Court of Appeals of Iowa
Oct 26, 2005
707 N.W.2d 337 (Iowa Ct. App. 2005)

Opinion

No. 5-608 / 05-0171

Filed October 26, 2005

Appeal from the Iowa District Court for Pottawattamie County, Gordon C. Abel, Judge.

A mother appeals from the physical care provisions of the decree dissolving the parties' marriage. AFFIRMED.

SueEllen Overton, Council Bluffs, for appellant.

Susan Christensen, Harlan, for appellee.

Heard by Vogel, P.J., and Zimmer and Miller, JJ.


Janese Osborn appeals from the physical care provisions of the decree dissolving her marriage to Curtis Osborn, which awarded Curtis physical care of the parties' two children. We affirm the district court.
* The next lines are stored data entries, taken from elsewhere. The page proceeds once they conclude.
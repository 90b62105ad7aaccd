//! Fabric configuration

use serde::{Deserialize, Serialize};
use std::time::Duration;

/// Default capacity of the update history
pub const DEFAULT_MAX_UPDATES: usize = 100_000;

/// How concurrent admissions interact
#[derive(Debug, Clone, Copy, PartialEq, Eq, Default, Serialize, Deserialize)]
#[serde(rename_all = "snake_case")]
pub enum AdmissionMode {
    /// Semantic checks of concurrent admissions overlap; each checks against
    /// the content as it was when the admission started.
    #[default]
    Concurrent,
    /// Admissions run one at a time in submission order; each checks against
    /// every previously decided admission.
    Serializable,
}

/// Admission engine configuration
#[derive(Debug, Clone, Copy, PartialEq, Eq, Serialize, Deserialize)]
#[serde(default)]
pub struct FabricConfig {
    /// Maximum number of recorded update attempts
    pub max_updates: usize,
    /// Concurrency mode
    pub admission_mode: AdmissionMode,
    /// Deadline for the semantic check phase; `None` waits indefinitely
    pub check_timeout_secs: Option<u64>,
}

impl FabricConfig {
    /// Create default configuration
    #[inline]
    #[must_use]
    pub fn new() -> Self {
        Self::default()
    }

    /// With history capacity
    #[inline]
    #[must_use]
    pub fn with_max_updates(mut self, max: usize) -> Self {
        self.max_updates = max;
        self
    }

    /// With admission mode
    #[inline]
    #[must_use]
    pub fn with_admission_mode(mut self, mode: AdmissionMode) -> Self {
        self.admission_mode = mode;
        self
    }

    /// With check deadline
    #[inline]
    #[must_use]
    pub fn with_check_timeout(mut self, secs: Option<u64>) -> Self {
        self.check_timeout_secs = secs;
        self
    }

    /// Check deadline as a duration
    #[inline]
    #[must_use]
    pub fn check_timeout(&self) -> Option<Duration> {
        self.check_timeout_secs.map(Duration::from_secs)
    }
}

impl Default for FabricConfig {
    fn default() -> Self {
        Self {
            max_updates: DEFAULT_MAX_UPDATES,
            admission_mode: AdmissionMode::Concurrent,
            check_timeout_secs: Some(60),
        }
    }
}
I. Background Facts and Proceedings.

Curtis and Janese were married in 1988. They are the parents of two children: Joshua, born in 1991, and Justin, born in 1993. The family maintained their martial residence in Walnut, Iowa.
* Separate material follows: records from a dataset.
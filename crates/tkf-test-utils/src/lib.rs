//! Testing utilities for the TKF workspace
//!
//! Shared test doubles and fixtures:
//! - [`ScriptedGenerator`]: a [`TextGenerator`] answering by request name
//! - [`SemanticJudge`]: deterministic duplicate / conflict verdicts
//! - persona, event and statement fixtures

#![allow(missing_docs)]

mod judge;
mod scripted;

pub use judge::SemanticJudge;
pub use scripted::ScriptedGenerator;

use tkf_core::{BrowserAction, InteractionEvent, KnowledgeStatement, Persona, Sentiment};

/// Request names and prompt labels used across the pipeline
///
/// Kept as literals: the crates that own them dev-depend on this one. Each
/// owner asserts its constants equal these in its own tests.
pub mod names {
    pub const DUPLICATE_CHECKER: &str = "tkf_duplicate_checker";
    pub const CONFLICT_CHECKER: &str = "tkf_conflict_checker";
    pub const FORMATTER: &str = "tkf_formatter";
    pub const GENERATOR: &str = "knowledge_generator";
    pub const VALIDATOR: &str = "knowledge_validator";
    pub const EDITOR: &str = "tkf_editor";

    /// Section holding the current fabric content in a semantic check
    pub const EXISTING_SECTION: &str = "Existing knowledge";
    /// Section holding the candidate in a semantic check
    pub const CANDIDATE_SECTION: &str = "New knowledge to check";
}

pub fn sample_persona(id: &str) -> Persona {
    Persona::new(id, format!("Persona {id}"))
        .with_description("Busy professional evaluating a SaaS product")
        .with_rule("Finish onboarding quickly")
        .with_trait("patienceLevel", "low")
        .with_trait("readingStyle", "skim")
}

pub fn sample_event(persona_id: &str, group_id: &str) -> InteractionEvent {
    InteractionEvent::new(
        format!("run-{persona_id}"),
        persona_id,
        group_id,
        BrowserAction::Click,
        Sentiment::Confused,
    )
    .with_screen("signup")
    .with_reasoning("The continue button is hard to find")
    .with_target("button#continue")
}

/// `n` events for one persona in one group
pub fn sample_events(persona_id: &str, group_id: &str, n: usize) -> Vec<InteractionEvent> {
    (0..n)
        .map(|i| sample_event(persona_id, group_id).with_screen(format!("step-{i}")))
        .collect()
}

/// JSON array reply for the knowledge generator
pub fn generation_reply(statements: &[(&str, &str)]) -> String {
    let list: Vec<KnowledgeStatement> = statements
        .iter()
        .map(|(statement, reasoning)| KnowledgeStatement::new(*statement, *reasoning))
        .collect();
    serde_json::to_string(&list).unwrap()
}

/// Editor reply submitting one append
pub fn update_action(new_text: &str, reasoning: &str) -> String {
    serde_json::json!({
        "action": "update_tkf",
        "new_text": new_text,
        "reasoning": reasoning,
    })
    .to_string()
}

/// Editor reply ending the session
pub fn finish_action(message: &str) -> String {
    serde_json::json!({ "action": "finish", "message": message }).to_string()
}

/// Generator wired with a judge for both semantic checks
pub fn judged_generator(judge: SemanticJudge) -> ScriptedGenerator {
    judge.install(ScriptedGenerator::new())
}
Joshua is an active, bright, and well-adjusted child. Justin was diagnosed with autism when he was three years old. His social interaction and communication skills are impaired. Although Justin has special educational needs, he is able to express himself, is doing well in school, and is involved in outside activities.

During the early years of the parties' marriage, Curtis was the family's sole income provider, and Janese cared for the children and the home. Janese was also the parent who primarily worked with the local area education agency in creating an individualized education plan for Justin. After Justin entered preschool, Janese obtained employment outside the home.
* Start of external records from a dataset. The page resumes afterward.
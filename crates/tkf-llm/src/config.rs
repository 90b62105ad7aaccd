//! Generative service configuration

use serde::{Deserialize, Serialize};

/// Connection settings for an OpenAI-compatible endpoint
#[derive(Debug, Clone, PartialEq, Eq, Serialize, Deserialize)]
#[serde(default)]
pub struct LlmConfig {
    /// Base URL, e.g. `https://api.openai.com/v1`
    pub endpoint: Option<String>,
    /// Bearer token
    pub api_key: Option<String>,
    /// Model name
    pub model: String,
    /// Per-request timeout in seconds
    pub timeout_secs: u64,
    /// Retries after the first attempt
    pub max_retries: u32,
}

impl LlmConfig {
    /// Create default configuration
    #[inline]
    #[must_use]
    pub fn new() -> Self {
        Self::default()
    }

    /// Default configuration overridden by the process environment
    #[must_use]
    pub fn from_env() -> Self {
        Self::default().with_env_overrides()
    }

    /// Apply `TKF_LLM_*` variables, falling back to `OPENAI_*` ones
    #[must_use]
    pub fn with_env_overrides(mut self) -> Self {
        if let Some(endpoint) = env_any(&["TKF_LLM_ENDPOINT", "OPENAI_API_ENDPOINT"]) {
            self.endpoint = Some(endpoint);
        }
        if let Some(key) = env_any(&["TKF_LLM_API_KEY", "OPENAI_API_KEY"]) {
            self.api_key = Some(key);
        }
        if let Some(model) = env_any(&["TKF_LLM_MODEL"]) {
            self.model = model;
        }
        self
    }

    /// With endpoint
    #[inline]
    #[must_use]
    pub fn with_endpoint(mut self, endpoint: impl Into<String>) -> Self {
        self.endpoint = Some(endpoint.into());
        self
    }

    /// With API key
    #[inline]
    #[must_use]
    pub fn with_api_key(mut self, key: impl Into<String>) -> Self {
        self.api_key = Some(key.into());
        self
    }

    /// With model
    #[inline]
    #[must_use]
    pub fn with_model(mut self, model: impl Into<String>) -> Self {
        self.model = model.into();
        self
    }
}

impl Default for LlmConfig {
    fn default() -> Self {
        Self {
            endpoint: None,
            api_key: None,
            model: "gpt-4o-mini".to_string(),
            timeout_secs: 60,
            max_retries: 2,
        }
    }
}

fn env_any(names: &[&str]) -> Option<String> {
    names
        .iter()
        .filter_map(|name| std::env::var(name).ok())
        .find(|value| !value.trim().is_empty())
}

#[cfg(test)]
mod tests {
    use super::*;

    #[test]
    fn defaults() {
        let config = LlmConfig::new();
        assert_eq!(config.model, "gpt-4o-mini");
        assert_eq!(config.timeout_secs, 60);
        assert!(config.endpoint.is_none());
    }

    #[test]
    fn builder() {
        let config = LlmConfig::new()
            .with_endpoint("http://localhost:8080/v1")
            .with_model("local");
        assert_eq!(config.endpoint.as_deref(), Some("http://localhost:8080/v1"));
        assert_eq!(config.model, "local");
    }

    #[test]
    fn partial_config_keeps_defaults() {
        let config: LlmConfig = serde_json::from_str(r#"{ "model": "gpt-4o" }"#).unwrap();
        assert_eq!(config.model, "gpt-4o");
        assert_eq!(config.max_retries, 2);
    }
}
Although both parents were involved with the children's care, Janese continued to perform the greater portion of the childcare duties. Janese's work schedule allowed her to be at home during the afternoons and evenings. Curtis had several different employers during the marriage, and some of his positions required him to work long hours. Curtis was also involved in coaching, officiated at sporting events, and assisted his father in an auctioneering business.

Curtis filed a petition for dissolution in January 2004. Janese left the martial residence a few days later and moved to Avoca. During the separation the parties engaged in a shared care arrangement. The children maintained their primary residence in the marital home, and Curtis would ensure that the children arrived at school in Walnut each morning. Janese would then care for the children in Avoca from the end of her shift at work until Curtis arrived to take the children back to Walnut. In addition, Janese had the children's care one overnight each week and every other weekend.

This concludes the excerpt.